Say it or show it; either way you have to take the risk and explicitly let him know how you feel. This whole ''how do I signal my intent without explicitly signaling my intent'' is something a lot of people inexperienced at dating try to do, because it feels safer and has deniability if the other person doesn't reciprocate.
The problem with that strategy is that it usually doesn't work: the other person isn't a mind reader, and may be just as afraid of taking the risk of making the first move as you are.
Keep it simple at first and make up excuses to get him alone with plausible deniability, then ramp up the flirting.

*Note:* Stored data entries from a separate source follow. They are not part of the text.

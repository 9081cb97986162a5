//! Error type for `carelink-store-sqlite`.

use thiserror::Error;

#[derive(Debug, Error)]
pub enum Error {
  #[error("core error: {0}")]
  Core(#[from] carelink_core::Error),

  #[error("database error: {0}")]
  Database(#[from] tokio_rusqlite::Error),

  #[error("json error: {0}")]
  Json(#[from] serde_json::Error),

  #[error("date/time parse error: {0}")]
  DateParse(String),

  #[error("password hash error: {0}")]
  PasswordHash(String),

  /// Attempted to patch a document that was not found.
  #[error("document not found: {collection}/{id}")]
  DocumentNotFound { collection: String, id: String },

  /// Attempted to set claims on an identity that was not found.
  #[error("identity not found: {0}")]
  IdentityNotFound(String),

  /// A document body must be a JSON object.
  #[error("document body is not a JSON object")]
  BodyNotObject,

  #[error("email already registered: {0}")]
  EmailTaken(String),
}

impl From<argon2::password_hash::Error> for Error {
  fn from(err: argon2::password_hash::Error) -> Self {
    Self::PasswordHash(err.to_string())
  }
}

pub type Result<T, E = Error> = std::result::Result<T, E>;
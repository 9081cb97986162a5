//! JSON REST identity API for CareLink.
//!
//! Exposes an axum [`Router`] backed by any
//! [`DocumentStore`](carelink_core::store::DocumentStore) plus
//! [`IdentityProvider`](carelink_core::identity::IdentityProvider) pair,
//! with account mail going through any
//! [`Mailer`](carelink_core::notify::Mailer). Everything except
//! self-registration sits behind HTTP Basic auth with a single operator
//! credential.

pub mod audit;
pub mod auth;
pub mod error;
pub mod facilities;
pub mod registrations;
pub mod users;

pub use error::ApiError;

use std::{path::PathBuf, sync::Arc};

use axum::{
  Router,
  routing::{get, post},
};
use serde::Deserialize;

use carelink_admin::ApprovalWorkflow;
use carelink_core::{
  identity::IdentityProvider, notify::Mailer, store::DocumentStore,
};
use carelink_notify::MailSettings;

use auth::AuthConfig;

// ─── Configuration ────────────────────────────────────────────────────────────

/// Runtime server configuration, deserialised from `config.toml`.
#[derive(Deserialize, Clone)]
pub struct ServerConfig {
  pub host:               String,
  pub port:               u16,
  pub store_path:         PathBuf,
  pub auth_username:      String,
  pub auth_password_hash: String,
  /// Verified sender address for outgoing account mail.
  pub mail_sender:        String,
  /// Inbox that receives pending-approval notices.
  pub mail_reviewer:      String,
  /// Mail relay endpoint; when unset, dispatch reports `NotConfigured`.
  pub mail_relay_url:     Option<String>,
  pub mail_relay_api_key: Option<String>,
}

impl ServerConfig {
  pub fn mail_settings(&self) -> MailSettings {
    MailSettings {
      sender:   self.mail_sender.clone(),
      reviewer: self.mail_reviewer.clone(),
    }
  }

  /// Relay settings, present only when both url and key are configured.
  pub fn relay_config(&self) -> Option<carelink_notify::RelayConfig> {
    match (&self.mail_relay_url, &self.mail_relay_api_key) {
      (Some(url), Some(api_key)) => Some(carelink_notify::RelayConfig {
        url:     url.clone(),
        api_key: api_key.clone(),
      }),
      _ => None,
    }
  }
}

// ─── Application state ────────────────────────────────────────────────────────

/// Shared state threaded through all axum handlers.
#[derive(Clone)]
pub struct AppState<S, P, M> {
  pub store:    Arc<S>,
  pub provider: Arc<P>,
  pub mailer:   Arc<M>,
  pub auth:     Arc<AuthConfig>,
  pub mail:     Arc<MailSettings>,
}

impl<S, P, M> AppState<S, P, M>
where
  S: DocumentStore,
  P: IdentityProvider,
  M: Mailer,
{
  /// An [`ApprovalWorkflow`] borrowing this state's backends.
  pub fn workflow(&self) -> ApprovalWorkflow<'_, S, P, M> {
    ApprovalWorkflow::new(
      self.store.as_ref(),
      self.provider.as_ref(),
      self.mailer.as_ref(),
      MailSettings::clone(&self.mail),
    )
  }
}

// ─── Router ───────────────────────────────────────────────────────────────────

/// Build the `/api` router for `state`.
pub fn api_router<S, P, M>(state: AppState<S, P, M>) -> Router
where
  S: DocumentStore + Clone + 'static,
  P: IdentityProvider + Clone + 'static,
  M: Mailer + Clone + 'static,
{
  Router::new()
    // Self-registration (unauthenticated)
    .route("/api/registrations", post(registrations::create::<S, P, M>))
    // Users and review decisions
    .route("/api/users", get(users::list::<S, P, M>))
    .route("/api/users/{id}", get(users::get_one::<S, P, M>))
    .route("/api/users/{id}/approve", post(users::approve_one::<S, P, M>))
    .route("/api/users/{id}/reject", post(users::reject_one::<S, P, M>))
    // Facilities
    .route(
      "/api/facilities",
      get(facilities::list::<S, P, M>).post(facilities::create::<S, P, M>),
    )
    // Linkage audit
    .route("/api/audit/linkage", get(audit::linkage::<S, P, M>))
    .with_state(state)
}

// ─── Integration tests ────────────────────────────────────────────────────────

#[cfg(test)]
mod tests {
  use super::*;

  use argon2::{Argon2, PasswordHasher, password_hash::SaltString};
  use axum::{
    body::Body,
    http::{Request, StatusCode, header},
  };
  use base64::Engine as _;
  use base64::engine::general_purpose::STANDARD as B64;
  use carelink_core::identity::IdentityProvider;
  use carelink_notify::MemoryMailer;
  use carelink_store_sqlite::SqliteStore;
  use rand_core::OsRng;
  use serde_json::{Value, json};
  use tower::ServiceExt as _;

  type TestState = AppState<SqliteStore, SqliteStore, MemoryMailer>;

  async fn make_state(password: &str) -> (TestState, MemoryMailer) {
    let store = SqliteStore::open_in_memory().await.unwrap();
    let mailer = MemoryMailer::new();
    let salt = SaltString::generate(&mut OsRng);
    let hash = Argon2::default()
      .hash_password(password.as_bytes(), &salt)
      .unwrap()
      .to_string();

    let state = AppState {
      store:    Arc::new(store.clone()),
      provider: Arc::new(store),
      mailer:   Arc::new(mailer.clone()),
      auth:     Arc::new(AuthConfig {
        username:      "operator".to_string(),
        password_hash: hash,
      }),
      mail:     Arc::new(MailSettings {
        sender:   "admin@lifecare.example.org".to_string(),
        reviewer: "reviewer@lifecare.example.org".to_string(),
      }),
    };
    (state, mailer)
  }

  fn auth_header(user: &str, pass: &str) -> String {
    format!("Basic {}", B64.encode(format!("{user}:{pass}")))
  }

  async fn request(
    state: TestState,
    method: &str,
    uri: &str,
    auth: Option<&str>,
    body: Option<Value>,
  ) -> axum::response::Response {
    let mut builder = Request::builder().method(method).uri(uri);
    if let Some(auth) = auth {
      builder = builder.header(header::AUTHORIZATION, auth);
    }
    let req = match body {
      Some(json) => builder
        .header(header::CONTENT_TYPE, "application/json")
        .body(Body::from(json.to_string()))
        .unwrap(),
      None => builder.body(Body::empty()).unwrap(),
    };
    api_router(state).oneshot(req).await.unwrap()
  }

  async fn body_json(resp: axum::response::Response) -> Value {
    let bytes = axum::body::to_bytes(resp.into_body(), usize::MAX)
      .await
      .unwrap();
    serde_json::from_slice(&bytes).unwrap()
  }

  fn registration(email: &str) -> Value {
    json!({
      "email": email,
      "password": "chw-password",
      "displayName": "Amina",
      "requestedRole": "chw",
    })
  }

  // ── Auth boundary ────────────────────────────────────────────────────────────

  #[tokio::test]
  async fn registration_requires_no_auth() {
    let (state, _mailer) = make_state("secret").await;
    let resp = request(
      state,
      "POST",
      "/api/registrations",
      None,
      Some(registration("amina@example.com")),
    )
    .await;
    assert_eq!(resp.status(), StatusCode::CREATED);

    let body = body_json(resp).await;
    assert_eq!(body["user"]["status"], "pending");
    assert_eq!(body["user"]["role"], "unassigned");
    assert_eq!(body["notification"]["state"], "sent");
  }

  #[tokio::test]
  async fn admin_routes_reject_missing_credentials() {
    let (state, _mailer) = make_state("secret").await;
    let resp = request(state, "GET", "/api/users", None, None).await;
    assert_eq!(resp.status(), StatusCode::UNAUTHORIZED);
    assert!(resp.headers().contains_key(header::WWW_AUTHENTICATE));
  }

  #[tokio::test]
  async fn admin_routes_reject_wrong_password() {
    let (state, _mailer) = make_state("secret").await;
    let auth = auth_header("operator", "wrong");
    let resp = request(state, "GET", "/api/users", Some(&auth), None).await;
    assert_eq!(resp.status(), StatusCode::UNAUTHORIZED);
  }

  // ── Registration ─────────────────────────────────────────────────────────────

  #[tokio::test]
  async fn duplicate_registration_conflicts() {
    let (state, _mailer) = make_state("secret").await;
    let first = request(
      state.clone(),
      "POST",
      "/api/registrations",
      None,
      Some(registration("amina@example.com")),
    )
    .await;
    assert_eq!(first.status(), StatusCode::CREATED);

    let second = request(
      state,
      "POST",
      "/api/registrations",
      None,
      Some(registration("amina@example.com")),
    )
    .await;
    assert_eq!(second.status(), StatusCode::CONFLICT);
    let body = body_json(second).await;
    assert!(body["error"].as_str().unwrap().contains("amina@example.com"));
  }

  #[tokio::test]
  async fn lost_reviewer_mail_still_registers() {
    let (state, mailer) = make_state("secret").await;
    mailer.fail_with("relay down");

    let resp = request(
      state,
      "POST",
      "/api/registrations",
      None,
      Some(registration("amina@example.com")),
    )
    .await;
    assert_eq!(resp.status(), StatusCode::CREATED);

    let body = body_json(resp).await;
    assert_eq!(body["notification"]["state"], "failed");
    assert_eq!(body["user"]["status"], "pending");
  }

  // ── Review decisions ─────────────────────────────────────────────────────────

  async fn register_one(state: &TestState, email: &str) -> String {
    let resp = request(
      state.clone(),
      "POST",
      "/api/registrations",
      None,
      Some(registration(email)),
    )
    .await;
    assert_eq!(resp.status(), StatusCode::CREATED);
    body_json(resp).await["user"]["id"]
      .as_str()
      .unwrap()
      .to_string()
  }

  #[tokio::test]
  async fn approve_without_body_grants_requested_role() {
    let (state, mailer) = make_state("secret").await;
    let auth = auth_header("operator", "secret");
    let id = register_one(&state, "amina@example.com").await;

    let resp = request(
      state.clone(),
      "POST",
      &format!("/api/users/{id}/approve"),
      Some(&auth),
      None,
    )
    .await;
    assert_eq!(resp.status(), StatusCode::OK);

    let body = body_json(resp).await;
    assert_eq!(body["user"]["status"], "approved");
    assert_eq!(body["user"]["role"], "chw");
    assert_eq!(body["notification"]["state"], "sent");

    // Claims were pushed to the provider alongside the status write.
    let identity = state.provider.get_user(&id).await.unwrap().unwrap();
    assert_eq!(identity.claims, json!({ "role": "chw" }));

    let sent = mailer.sent();
    assert_eq!(sent.last().unwrap().subject, "Account Approved");
  }

  #[tokio::test]
  async fn approve_with_body_overrides_role() {
    let (state, _mailer) = make_state("secret").await;
    let auth = auth_header("operator", "secret");
    let id = register_one(&state, "amina@example.com").await;

    let resp = request(
      state,
      "POST",
      &format!("/api/users/{id}/approve"),
      Some(&auth),
      Some(json!({ "role": "facility" })),
    )
    .await;
    assert_eq!(resp.status(), StatusCode::OK);
    let body = body_json(resp).await;
    assert_eq!(body["user"]["role"], "facility");
  }

  #[tokio::test]
  async fn reject_then_approve_conflicts() {
    let (state, _mailer) = make_state("secret").await;
    let auth = auth_header("operator", "secret");
    let id = register_one(&state, "amina@example.com").await;

    let reject = request(
      state.clone(),
      "POST",
      &format!("/api/users/{id}/reject"),
      Some(&auth),
      Some(json!({ "reason": "certificate expired" })),
    )
    .await;
    assert_eq!(reject.status(), StatusCode::OK);
    let body = body_json(reject).await;
    assert_eq!(body["user"]["status"], "rejected");
    assert_eq!(body["user"]["statusReason"], "certificate expired");

    let approve = request(
      state,
      "POST",
      &format!("/api/users/{id}/approve"),
      Some(&auth),
      None,
    )
    .await;
    assert_eq!(approve.status(), StatusCode::CONFLICT);
  }

  #[tokio::test]
  async fn unknown_user_is_404() {
    let (state, _mailer) = make_state("secret").await;
    let auth = auth_header("operator", "secret");

    let resp = request(state, "GET", "/api/users/ghost", Some(&auth), None).await;
    assert_eq!(resp.status(), StatusCode::NOT_FOUND);
  }

  #[tokio::test]
  async fn users_list_filters_by_status() {
    let (state, _mailer) = make_state("secret").await;
    let auth = auth_header("operator", "secret");
    let a = register_one(&state, "a@example.com").await;
    register_one(&state, "b@example.com").await;

    request(
      state.clone(),
      "POST",
      &format!("/api/users/{a}/approve"),
      Some(&auth),
      None,
    )
    .await;

    let resp = request(
      state,
      "GET",
      "/api/users?status=pending",
      Some(&auth),
      None,
    )
    .await;
    assert_eq!(resp.status(), StatusCode::OK);
    let body = body_json(resp).await;
    let users = body.as_array().unwrap();
    assert_eq!(users.len(), 1);
    assert_eq!(users[0]["email"], "b@example.com");

    // The envelope keys come out camelCase like the body.
    assert!(users[0]["createdAt"].as_str().is_some());
    assert!(users[0].get("created_at").is_none());
  }

  #[tokio::test]
  async fn users_list_filters_by_role() {
    let (state, _mailer) = make_state("secret").await;
    let auth = auth_header("operator", "secret");
    let a = register_one(&state, "a@example.com").await;
    register_one(&state, "b@example.com").await;

    request(
      state.clone(),
      "POST",
      &format!("/api/users/{a}/approve"),
      Some(&auth),
      None,
    )
    .await;

    let resp = request(state, "GET", "/api/users?role=chw", Some(&auth), None).await;
    let body = body_json(resp).await;
    let users = body.as_array().unwrap();
    assert_eq!(users.len(), 1);
    assert_eq!(users[0]["email"], "a@example.com");
  }

  // ── Facilities and audit ─────────────────────────────────────────────────────

  #[tokio::test]
  async fn facility_create_list_and_audit() {
    let (state, _mailer) = make_state("secret").await;
    let auth = auth_header("operator", "secret");

    let create = request(
      state.clone(),
      "POST",
      "/api/facilities",
      Some(&auth),
      Some(json!({
        "facilityName": "Harborside Clinic",
        "facilityType": "hospital",
        "location": "12 Harbor Road",
        "phone": "+1000000000",
        "contactPerson": "Dr. Reed",
        "email": "clinic@example.com",
        "services": ["consultation"],
        "isActive": true,
      })),
    )
    .await;
    assert_eq!(create.status(), StatusCode::CREATED);
    let created = body_json(create).await;
    assert!(created["id"].as_str().is_some());
    assert!(created["createdAt"].as_str().is_some());

    let list = request(state.clone(), "GET", "/api/facilities", Some(&auth), None).await;
    assert_eq!(list.status(), StatusCode::OK);
    let listed = body_json(list).await;
    assert_eq!(listed.as_array().unwrap().len(), 1);

    // The new facility has no admin yet, so the audit flags it.
    let audit = request(state, "GET", "/api/audit/linkage", Some(&auth), None).await;
    assert_eq!(audit.status(), StatusCode::OK);
    let report = body_json(audit).await;
    assert_eq!(report["facilities_scanned"], 1);
    assert_eq!(report["defects"][0]["kind"], "unlinked_facility");
    assert!(report["repaired"].as_array().unwrap().is_empty());
  }
}
//! HTTP Basic-auth extractor and standalone verifier.
//!
//! A single operator credential guards the administrative surface. The
//! self-registration endpoint is the one deliberate exception; it never
//! asks for this extractor.

use argon2::{Argon2, PasswordHash, PasswordVerifier};
use axum::extract::FromRequestParts;
use axum::http::{HeaderMap, request::Parts};
use base64::Engine as _;
use base64::engine::general_purpose::STANDARD as B64;

use crate::{AppState, error::ApiError};
use carelink_core::{
  identity::IdentityProvider, notify::Mailer, store::DocumentStore,
};

/// Credentials accepted as valid for this server instance.
#[derive(Clone)]
pub struct AuthConfig {
  pub username:      String,
  /// PHC string produced by argon2, e.g. `$argon2id$v=19$…`
  pub password_hash: String,
}

/// Zero-size marker: present in the handler means the request was
/// authenticated.
pub struct Authenticated;

/// Verify credentials directly from headers.
pub fn verify_auth(headers: &HeaderMap, config: &AuthConfig) -> Result<(), ApiError> {
  let header_val = headers
    .get(axum::http::header::AUTHORIZATION)
    .and_then(|v| v.to_str().ok())
    .ok_or(ApiError::Unauthorized)?;

  let encoded = header_val
    .strip_prefix("Basic ")
    .ok_or(ApiError::Unauthorized)?;

  let decoded = B64.decode(encoded).map_err(|_| ApiError::Unauthorized)?;
  let creds = std::str::from_utf8(&decoded).map_err(|_| ApiError::Unauthorized)?;

  let (username, password) = creds.split_once(':').ok_or(ApiError::Unauthorized)?;

  if username != config.username {
    return Err(ApiError::Unauthorized);
  }

  let parsed_hash = PasswordHash::new(&config.password_hash)
    .map_err(|_| ApiError::Unauthorized)?;

  Argon2::default()
    .verify_password(password.as_bytes(), &parsed_hash)
    .map_err(|_| ApiError::Unauthorized)?;

  Ok(())
}

impl<S, P, M> FromRequestParts<AppState<S, P, M>> for Authenticated
where
  S: DocumentStore + Clone + 'static,
  P: IdentityProvider + Clone + 'static,
  M: Mailer + Clone + 'static,
{
  type Rejection = ApiError;

  async fn from_request_parts(
    parts: &mut Parts,
    state: &AppState<S, P, M>,
  ) -> Result<Self, Self::Rejection> {
    verify_auth(&parts.headers, &state.auth)?;
    Ok(Authenticated)
  }
}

TECHNICALLY that could be considered sexual assault, and I think a lot of guys here are bitter because although they'd do the same thing, they feel like as guys, people are more likely too see it as a sexual attack rather than a romantic gesture, than if a woman did it. but if you're sure he likes you, go for it-just try not to be tooo forceful, and just lean in for it rather than grabbing him lol
honestly id be pretty shocked if this happened. The first thing i;d think is "okay... she could have just talked to me about it first." he's probably not going to see it as hot and spontaneous and make you more attractive, he'll probably just wonder why you did it in such a weird way
Flirt first, then tell him something like "you just make me feel like giving you a sweet kiss"! Then if he reacts positively, you have your permission, swoop in for your reward. Then start talking to him about a future, a sin relationship. If that's your motivation.
Don't do that. Just give him hints that you want him to kiss you. Look into his eyes, glance at his lips. Guys take note of these things, and if they're willing to kiss you, they will go along with it.